TASK DIRECTIONS =>
Among the entries, which lines carry the string "PlaylistScoring"? Copy each of them.

DATA SECTION =>
Content starts

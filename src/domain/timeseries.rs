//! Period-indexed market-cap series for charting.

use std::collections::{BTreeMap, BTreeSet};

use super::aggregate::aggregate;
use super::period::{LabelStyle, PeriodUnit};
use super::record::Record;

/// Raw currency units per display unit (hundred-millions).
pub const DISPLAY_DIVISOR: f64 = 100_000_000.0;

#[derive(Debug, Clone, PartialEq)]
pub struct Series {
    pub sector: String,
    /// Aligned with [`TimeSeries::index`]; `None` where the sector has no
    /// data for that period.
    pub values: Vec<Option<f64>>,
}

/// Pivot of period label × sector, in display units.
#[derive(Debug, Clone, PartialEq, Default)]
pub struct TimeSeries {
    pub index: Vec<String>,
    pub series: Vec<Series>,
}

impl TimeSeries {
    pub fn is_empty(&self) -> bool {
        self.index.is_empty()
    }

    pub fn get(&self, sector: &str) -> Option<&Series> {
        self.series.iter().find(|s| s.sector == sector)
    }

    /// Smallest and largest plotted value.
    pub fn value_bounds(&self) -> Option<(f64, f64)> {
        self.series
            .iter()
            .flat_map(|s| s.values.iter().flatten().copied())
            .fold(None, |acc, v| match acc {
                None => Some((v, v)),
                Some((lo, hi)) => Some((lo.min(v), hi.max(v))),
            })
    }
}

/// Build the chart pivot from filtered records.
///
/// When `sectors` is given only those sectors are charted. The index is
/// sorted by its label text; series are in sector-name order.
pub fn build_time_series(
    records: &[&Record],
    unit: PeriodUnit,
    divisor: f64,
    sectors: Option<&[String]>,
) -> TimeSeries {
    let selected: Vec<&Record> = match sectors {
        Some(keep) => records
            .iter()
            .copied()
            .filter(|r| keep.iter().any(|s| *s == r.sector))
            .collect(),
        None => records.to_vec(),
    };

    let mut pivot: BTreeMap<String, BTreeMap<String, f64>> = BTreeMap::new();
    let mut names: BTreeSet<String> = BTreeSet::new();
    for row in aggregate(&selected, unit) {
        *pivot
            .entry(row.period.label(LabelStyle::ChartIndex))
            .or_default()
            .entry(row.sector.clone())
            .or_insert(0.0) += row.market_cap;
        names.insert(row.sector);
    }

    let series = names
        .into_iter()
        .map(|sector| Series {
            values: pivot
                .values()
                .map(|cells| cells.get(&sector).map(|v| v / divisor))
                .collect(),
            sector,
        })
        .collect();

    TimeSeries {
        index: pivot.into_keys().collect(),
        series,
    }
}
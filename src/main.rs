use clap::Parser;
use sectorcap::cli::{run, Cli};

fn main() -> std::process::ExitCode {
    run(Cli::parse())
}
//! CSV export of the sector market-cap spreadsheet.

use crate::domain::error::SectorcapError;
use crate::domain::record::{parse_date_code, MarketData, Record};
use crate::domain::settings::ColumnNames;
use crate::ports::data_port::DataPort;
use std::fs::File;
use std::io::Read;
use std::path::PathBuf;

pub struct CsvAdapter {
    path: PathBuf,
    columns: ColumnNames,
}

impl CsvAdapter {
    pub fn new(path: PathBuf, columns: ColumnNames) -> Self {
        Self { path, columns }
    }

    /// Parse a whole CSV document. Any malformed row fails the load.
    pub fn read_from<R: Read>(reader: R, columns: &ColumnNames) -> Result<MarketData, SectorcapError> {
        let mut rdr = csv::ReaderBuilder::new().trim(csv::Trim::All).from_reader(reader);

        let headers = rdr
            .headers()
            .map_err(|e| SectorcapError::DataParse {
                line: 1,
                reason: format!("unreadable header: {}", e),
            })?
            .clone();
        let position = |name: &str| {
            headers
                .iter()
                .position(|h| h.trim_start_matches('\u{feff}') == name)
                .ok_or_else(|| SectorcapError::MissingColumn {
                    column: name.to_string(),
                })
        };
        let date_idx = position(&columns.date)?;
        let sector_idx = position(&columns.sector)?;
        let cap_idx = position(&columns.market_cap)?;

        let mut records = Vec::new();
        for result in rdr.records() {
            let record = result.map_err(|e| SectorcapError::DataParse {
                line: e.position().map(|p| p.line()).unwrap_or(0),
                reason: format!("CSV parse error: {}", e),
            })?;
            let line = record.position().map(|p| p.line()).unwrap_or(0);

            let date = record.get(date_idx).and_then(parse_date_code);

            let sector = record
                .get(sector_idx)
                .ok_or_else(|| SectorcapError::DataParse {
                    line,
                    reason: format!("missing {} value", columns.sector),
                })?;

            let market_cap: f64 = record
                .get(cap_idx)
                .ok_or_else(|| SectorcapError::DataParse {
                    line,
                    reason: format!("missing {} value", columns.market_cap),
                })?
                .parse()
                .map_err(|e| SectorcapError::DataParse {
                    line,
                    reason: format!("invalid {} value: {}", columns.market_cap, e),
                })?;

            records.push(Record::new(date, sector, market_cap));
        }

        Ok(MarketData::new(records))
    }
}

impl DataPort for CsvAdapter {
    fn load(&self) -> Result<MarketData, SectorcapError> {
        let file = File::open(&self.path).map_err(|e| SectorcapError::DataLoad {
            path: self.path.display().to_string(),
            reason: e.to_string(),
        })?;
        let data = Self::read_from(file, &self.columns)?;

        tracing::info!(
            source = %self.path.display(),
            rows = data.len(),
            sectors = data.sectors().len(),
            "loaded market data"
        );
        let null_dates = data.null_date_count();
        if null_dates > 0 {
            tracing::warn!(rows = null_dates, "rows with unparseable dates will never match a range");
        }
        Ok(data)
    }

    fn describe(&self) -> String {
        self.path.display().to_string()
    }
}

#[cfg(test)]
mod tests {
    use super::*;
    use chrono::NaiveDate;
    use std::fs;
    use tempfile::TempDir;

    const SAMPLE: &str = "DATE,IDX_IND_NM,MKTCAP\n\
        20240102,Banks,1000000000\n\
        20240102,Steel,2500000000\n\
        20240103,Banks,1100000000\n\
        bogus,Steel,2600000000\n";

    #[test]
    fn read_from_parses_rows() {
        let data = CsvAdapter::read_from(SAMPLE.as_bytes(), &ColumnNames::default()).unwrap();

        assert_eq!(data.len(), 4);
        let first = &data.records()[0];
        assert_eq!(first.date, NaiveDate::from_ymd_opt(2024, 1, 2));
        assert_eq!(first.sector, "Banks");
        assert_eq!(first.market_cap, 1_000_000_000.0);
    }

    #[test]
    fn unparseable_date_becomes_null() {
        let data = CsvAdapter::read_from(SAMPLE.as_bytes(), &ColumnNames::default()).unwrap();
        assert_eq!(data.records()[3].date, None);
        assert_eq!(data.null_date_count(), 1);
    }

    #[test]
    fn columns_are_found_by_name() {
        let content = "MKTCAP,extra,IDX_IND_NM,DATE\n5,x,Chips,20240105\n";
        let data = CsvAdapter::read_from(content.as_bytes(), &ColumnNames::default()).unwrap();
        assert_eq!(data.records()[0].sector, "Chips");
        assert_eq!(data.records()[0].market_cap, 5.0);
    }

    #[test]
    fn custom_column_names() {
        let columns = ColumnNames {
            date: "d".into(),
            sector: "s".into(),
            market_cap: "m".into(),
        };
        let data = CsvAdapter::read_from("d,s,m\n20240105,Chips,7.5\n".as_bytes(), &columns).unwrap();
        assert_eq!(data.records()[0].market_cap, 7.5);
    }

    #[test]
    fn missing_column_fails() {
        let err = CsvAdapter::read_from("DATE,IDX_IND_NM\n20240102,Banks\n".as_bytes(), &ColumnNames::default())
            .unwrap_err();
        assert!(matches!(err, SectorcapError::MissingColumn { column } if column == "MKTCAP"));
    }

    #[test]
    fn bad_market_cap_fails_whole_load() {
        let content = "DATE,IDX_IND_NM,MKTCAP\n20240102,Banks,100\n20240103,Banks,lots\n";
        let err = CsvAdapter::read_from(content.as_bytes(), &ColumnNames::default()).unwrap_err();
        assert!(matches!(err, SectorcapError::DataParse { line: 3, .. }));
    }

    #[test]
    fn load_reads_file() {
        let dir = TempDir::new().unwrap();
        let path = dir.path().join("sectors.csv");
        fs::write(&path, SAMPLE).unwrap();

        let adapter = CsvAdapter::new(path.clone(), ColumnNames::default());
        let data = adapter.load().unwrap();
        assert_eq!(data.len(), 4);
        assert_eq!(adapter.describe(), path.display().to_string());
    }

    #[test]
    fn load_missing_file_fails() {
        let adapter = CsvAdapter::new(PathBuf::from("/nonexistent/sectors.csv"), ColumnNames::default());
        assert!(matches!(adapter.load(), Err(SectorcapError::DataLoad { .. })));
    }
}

Content ends
Content starts

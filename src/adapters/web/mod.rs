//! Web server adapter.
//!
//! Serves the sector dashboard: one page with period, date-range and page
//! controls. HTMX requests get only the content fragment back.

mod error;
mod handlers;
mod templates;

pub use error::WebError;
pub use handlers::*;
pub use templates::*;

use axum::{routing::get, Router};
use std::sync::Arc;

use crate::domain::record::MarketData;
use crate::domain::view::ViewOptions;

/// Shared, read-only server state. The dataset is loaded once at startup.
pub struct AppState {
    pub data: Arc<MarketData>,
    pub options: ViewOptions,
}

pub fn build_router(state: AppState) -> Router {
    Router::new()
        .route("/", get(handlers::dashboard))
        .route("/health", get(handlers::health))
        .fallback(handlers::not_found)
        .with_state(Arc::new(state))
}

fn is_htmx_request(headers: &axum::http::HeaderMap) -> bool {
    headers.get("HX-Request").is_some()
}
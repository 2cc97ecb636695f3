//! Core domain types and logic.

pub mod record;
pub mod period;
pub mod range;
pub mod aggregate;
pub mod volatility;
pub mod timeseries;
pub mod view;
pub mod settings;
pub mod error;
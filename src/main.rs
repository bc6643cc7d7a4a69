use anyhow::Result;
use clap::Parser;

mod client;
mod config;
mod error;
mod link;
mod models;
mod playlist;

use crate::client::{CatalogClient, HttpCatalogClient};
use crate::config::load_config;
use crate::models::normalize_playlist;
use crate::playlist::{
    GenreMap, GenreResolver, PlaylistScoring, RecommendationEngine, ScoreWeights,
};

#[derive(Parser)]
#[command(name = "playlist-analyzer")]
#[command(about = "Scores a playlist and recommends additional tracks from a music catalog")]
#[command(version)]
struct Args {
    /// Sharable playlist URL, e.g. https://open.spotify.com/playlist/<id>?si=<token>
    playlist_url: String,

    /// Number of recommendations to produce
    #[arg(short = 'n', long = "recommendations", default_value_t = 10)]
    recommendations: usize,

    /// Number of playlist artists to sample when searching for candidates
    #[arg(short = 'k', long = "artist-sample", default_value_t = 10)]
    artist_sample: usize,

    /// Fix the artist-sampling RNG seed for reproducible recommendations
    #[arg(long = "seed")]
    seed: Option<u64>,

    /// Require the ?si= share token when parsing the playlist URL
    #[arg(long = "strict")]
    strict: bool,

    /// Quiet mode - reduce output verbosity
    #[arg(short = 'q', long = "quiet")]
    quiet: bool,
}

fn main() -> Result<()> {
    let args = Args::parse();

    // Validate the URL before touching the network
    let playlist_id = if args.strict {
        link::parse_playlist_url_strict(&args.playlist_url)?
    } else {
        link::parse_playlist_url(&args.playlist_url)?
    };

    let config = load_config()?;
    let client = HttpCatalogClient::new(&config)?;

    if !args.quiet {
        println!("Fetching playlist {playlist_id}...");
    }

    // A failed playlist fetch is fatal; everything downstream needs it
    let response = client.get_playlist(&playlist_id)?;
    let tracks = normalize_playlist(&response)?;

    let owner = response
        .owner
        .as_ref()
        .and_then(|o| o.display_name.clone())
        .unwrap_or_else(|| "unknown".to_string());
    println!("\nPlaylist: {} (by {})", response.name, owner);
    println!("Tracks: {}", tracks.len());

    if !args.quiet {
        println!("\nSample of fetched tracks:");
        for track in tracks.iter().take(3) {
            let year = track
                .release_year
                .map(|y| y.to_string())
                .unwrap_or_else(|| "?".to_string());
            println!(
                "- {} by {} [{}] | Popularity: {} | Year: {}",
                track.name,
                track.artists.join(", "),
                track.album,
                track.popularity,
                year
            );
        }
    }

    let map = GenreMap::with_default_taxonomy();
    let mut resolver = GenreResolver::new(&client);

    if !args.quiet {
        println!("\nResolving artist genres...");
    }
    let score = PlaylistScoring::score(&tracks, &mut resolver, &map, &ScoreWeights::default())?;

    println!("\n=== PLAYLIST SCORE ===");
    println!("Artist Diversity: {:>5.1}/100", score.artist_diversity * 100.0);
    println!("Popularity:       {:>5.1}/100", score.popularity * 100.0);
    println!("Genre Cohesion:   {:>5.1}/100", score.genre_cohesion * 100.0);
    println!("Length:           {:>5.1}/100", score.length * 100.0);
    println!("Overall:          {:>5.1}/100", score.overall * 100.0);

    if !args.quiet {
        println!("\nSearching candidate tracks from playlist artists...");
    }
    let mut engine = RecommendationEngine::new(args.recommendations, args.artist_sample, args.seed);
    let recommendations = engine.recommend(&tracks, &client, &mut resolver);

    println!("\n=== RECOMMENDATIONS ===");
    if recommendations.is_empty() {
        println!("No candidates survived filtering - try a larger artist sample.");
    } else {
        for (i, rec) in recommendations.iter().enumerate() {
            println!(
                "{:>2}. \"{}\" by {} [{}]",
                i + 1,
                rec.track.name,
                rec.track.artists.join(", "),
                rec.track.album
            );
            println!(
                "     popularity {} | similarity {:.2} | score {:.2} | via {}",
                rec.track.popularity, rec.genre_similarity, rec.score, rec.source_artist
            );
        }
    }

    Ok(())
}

Content ends

RESULT FOR THIS TASK =>
    GenreMap, GenreResolver, PlaylistScoring, RecommendationEngine, ScoreWeights,
    let score = PlaylistScoring::score(&tracks, &mut resolver, &map, &ScoreWeights::default())?;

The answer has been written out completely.